Osney to Folly Bridge
I have been looking forward to today’s walk. The only thing going against me is the rain. I don’t know it yet, but as well as the longest day of my walk it is also going to be the wettest. To be fair it only rained once, but it kept coming down in bucketfuls for six hours.
Today I will be covering the longest distance that I plan to complete in a single day, just a fraction fewer less than twenty-one miles. It is not, however, the distance that is the major attraction for me. The Thames now passes through what I consider to be its best setting, where the mighty river seems to me to be at the most balanced stage of its development. Everything seems to be in proportion and simply just “right”.

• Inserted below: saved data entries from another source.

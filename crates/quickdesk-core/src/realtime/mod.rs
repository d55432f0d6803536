//! Row change events and what a realtime subscriber may listen to.

mod change;
mod topic;

pub use change::{Change, ChangeOperation};
pub use topic::Topic;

The waters have widened to form an ideal relationship with bank-side trees and buildings. No more the narrow confines of the upper reaches, or the wide expanses of the lower river that make the far-bank trees, bushes and even buildings appear rather distant. The vast majority of the day will be spent still walking through natural meadows, before prepared and maintained paths become more frequent. Buildings too are situated in that “in-between” state. The loneliness of the isolated farms that kept their distance from the upper river will be slowly disappearing as the habitation creeps steadily towards the river. Today the river will just tentatively venture into the outskirts of the city of Oxford and lightly kiss the edges of Abingdon. It is as if the river is playing out a courtship ritual with urban development before taking the plunge and becoming part of the “town set” in the stew pot of water, tarmac and brick that make up the lower sections.

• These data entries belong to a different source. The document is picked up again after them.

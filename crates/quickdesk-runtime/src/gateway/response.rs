use axum::http::StatusCode;
use axum::response::{IntoResponse, Response};
use axum::Json;
use quickdesk_core::DeskError;
use serde::{Deserialize, Serialize};

/// Envelope returned by every RPC and upload call.
#[derive(Debug, Clone, Serialize, Deserialize)]
pub struct RpcResponse {
    /// Whether the call succeeded.
    pub success: bool,
    /// Function result on success.
    #[serde(skip_serializing_if = "Option::is_none")]
    pub data: Option<serde_json::Value>,
    /// Failure details when `success` is false.
    #[serde(skip_serializing_if = "Option::is_none")]
    pub error: Option<RpcError>,
    /// Echo of the `x-request-id` assigned to the call.
    #[serde(skip_serializing_if = "Option::is_none")]
    pub request_id: Option<String>,
}

impl RpcResponse {
    /// Successful response carrying `data`.
    pub fn success(data: serde_json::Value) -> Self {
        Self {
            success: true,
            data: Some(data),
            error: None,
            request_id: None,
        }
    }

    /// Failed response.
    pub fn error(error: RpcError) -> Self {
        Self {
            success: false,
            data: None,
            error: Some(error),
            request_id: None,
        }
    }

    /// Attach the request id for tracing.
    pub fn with_request_id(mut self, request_id: impl Into<String>) -> Self {
        self.request_id = Some(request_id.into());
        self
    }
}

impl IntoResponse for RpcResponse {
    fn into_response(self) -> Response {
        let status = if self.success {
            StatusCode::OK
        } else {
            self.error
                .as_ref()
                .map(|e| e.status_code())
                .unwrap_or(StatusCode::INTERNAL_SERVER_ERROR)
        };

        (status, Json(self)).into_response()
    }
}

/// Error body of a failed call.
#[derive(Debug, Clone, Serialize, Deserialize)]
pub struct RpcError {
    /// Machine-readable code such as `FORBIDDEN` or `NOT_FOUND`.
    pub code: String,
    /// Human-readable message.
    pub message: String,
    /// Extra data, e.g. `redirect_to` for access denials.
    #[serde(skip_serializing_if = "Option::is_none")]
    pub details: Option<serde_json::Value>,
}

impl RpcError {
    /// Error with no details.
    pub fn new(code: impl Into<String>, message: impl Into<String>) -> Self {
        Self {
            code: code.into(),
            message: message.into(),
            details: None,
        }
    }

    /// Error carrying a details object.
    pub fn with_details(
        code: impl Into<String>,
        message: impl Into<String>,
        details: serde_json::Value,
    ) -> Self {
        Self {
            code: code.into(),
            message: message.into(),
            details: Some(details),
        }
    }

    /// HTTP status for this error code.
    pub fn status_code(&self) -> StatusCode {
        match self.code.as_str() {
            "NOT_FOUND" => StatusCode::NOT_FOUND,
            "UNAUTHORIZED" => StatusCode::UNAUTHORIZED,
            "FORBIDDEN" => StatusCode::FORBIDDEN,
            "VALIDATION_ERROR" | "INVALID_ARGUMENT" => StatusCode::BAD_REQUEST,
            "CONFLICT" => StatusCode::CONFLICT,
            "TIMEOUT" => StatusCode::GATEWAY_TIMEOUT,
            _ => StatusCode::INTERNAL_SERVER_ERROR,
        }
    }

    /// `NOT_FOUND` error.
    pub fn not_found(message: impl Into<String>) -> Self {
        Self::new("NOT_FOUND", message)
    }

    /// `UNAUTHORIZED` error.
    pub fn unauthorized(message: impl Into<String>) -> Self {
        Self::new("UNAUTHORIZED", message)
    }

    /// `FORBIDDEN` error without a redirect.
    pub fn forbidden(message: impl Into<String>) -> Self {
        Self::new("FORBIDDEN", message)
    }

    /// `VALIDATION_ERROR` error.
    pub fn validation(message: impl Into<String>) -> Self {
        Self::new("VALIDATION_ERROR", message)
    }

    /// `CONFLICT` error.
    pub fn conflict(message: impl Into<String>) -> Self {
        Self::new("CONFLICT", message)
    }

    /// `INTERNAL_ERROR` error.
    pub fn internal(message: impl Into<String>) -> Self {
        Self::new("INTERNAL_ERROR", message)
    }
}

impl From<DeskError> for RpcError {
    fn from(err: DeskError) -> Self {
        match err {
            DeskError::NotFound(msg) => Self::not_found(msg),
            DeskError::Unauthorized(msg) => Self::unauthorized(msg),
            DeskError::Forbidden {
                message,
                redirect_to: Some(target),
            } => Self::with_details(
                "FORBIDDEN",
                message,
                serde_json::json!({ "redirect_to": target }),
            ),
            DeskError::Forbidden { message, .. } => Self::forbidden(message),
            DeskError::Validation(msg) => Self::validation(msg),
            DeskError::InvalidArgument(msg) => Self::new("INVALID_ARGUMENT", msg),
            DeskError::Conflict(msg) => Self::conflict(msg),
            DeskError::Timeout(msg) => Self::new("TIMEOUT", msg),
            // Storage and database details stay in the logs.
            DeskError::Sql(_) | DeskError::Database(_) => {
                Self::internal("Something went wrong. Please try again.")
            }
            DeskError::Storage(_) => Self::internal("Storage is unavailable. Please try again."),
            other => Self::internal(other.to_string()),
        }
    }
}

Immediately below Osney Bridge the Thames pathway passes the first industrial area it has encountered so far on the route. However, this is only a short walk and I am soon at the Grandpont Nature Reserve. This area has been carefully recovered from an old gasworks site and it is steadily reverting back to its natural state. The only evidence that can be seen of its former industrial occupation are the elegant white-painted “gasworks bridges” that cross the river. Nowadays they are apparently going nowhere, but in their working days they would have carried the numerous coal trucks that kept the city’s gasworks in full production.
Folly Bridge looms up out of the miserable rain. There has been a crossing here since time immemorial, and it is probably this point that was the original ox ford that later gave the city its name. The first bridge dated from Saxon times and was constructed from timber. It was replaced with a stone built bridge by the early Normans around 1085, when it became known as South Bridge or Grand Pont. During the 13th century a nearby house was occupied by the Franciscan Friar, Roger Bacon, who was an early alchemist and astronomer at the University. Bacon was believed to have been the cause of the bridge at one time being named Friars Bridge, a name it kept until the end of the English Civil War.
After the Civil War the building was taken over by a Mr Welcome, who added an extra storey. This resulted in the building having a pronounced top-heavy appearance, making it seem to everyone who looked at it that it was about to topple over. Some local wag then christened it “Welcome’s Folly” and from that point in time it became generally known as Folly Bridge. The original building was demolished in 1779 but the name has stuck firm ever since.
Many people imagine that the name “Folly Bridge” arises from a neighbouring house known as Caudwell’s Castle. This unique building has an unusual castellated façade, with cast iron balconies and further embellished with statues fixed on the walls. However, my research revealed that this structure was not even in existence until 1849, so we must go back to Mr Welcome as being primarily responsible for the name.
Shortly afterwards I pass Grandpont House. It was originally built for the town clerk, Sir William Elias Taunton, but it is a later resident that with a little imagination is potentially of much more interest. In the mid 1800’s Grandpont House was occupied by Alderman Thomas Randall. Now Alderman Randall was not a popular man. He was a local magistrate and seemed to have spent a great deal of his time leading a campaign to restrict public house opening times. Quite understandably this did not endear him with many of the students in Oxford. Alderman Randall had made his wealth as a hatter (you may see where this tale is going now). Who do we know who liked to have a few snifters around the city hostelries during the mid 1800’s.? Yes indeed, Mr Charles Ludwig Dodgson. It would be jolly good fun if he had immortalised the Alderman as his “Mad Hatter” in such a satirical fashion.
Thus cheered I stride through the raindrops, passing the mouth of the River Cherwell emptying its waters into the main river and making its contribution to the wider stretches of the river that lay ahead.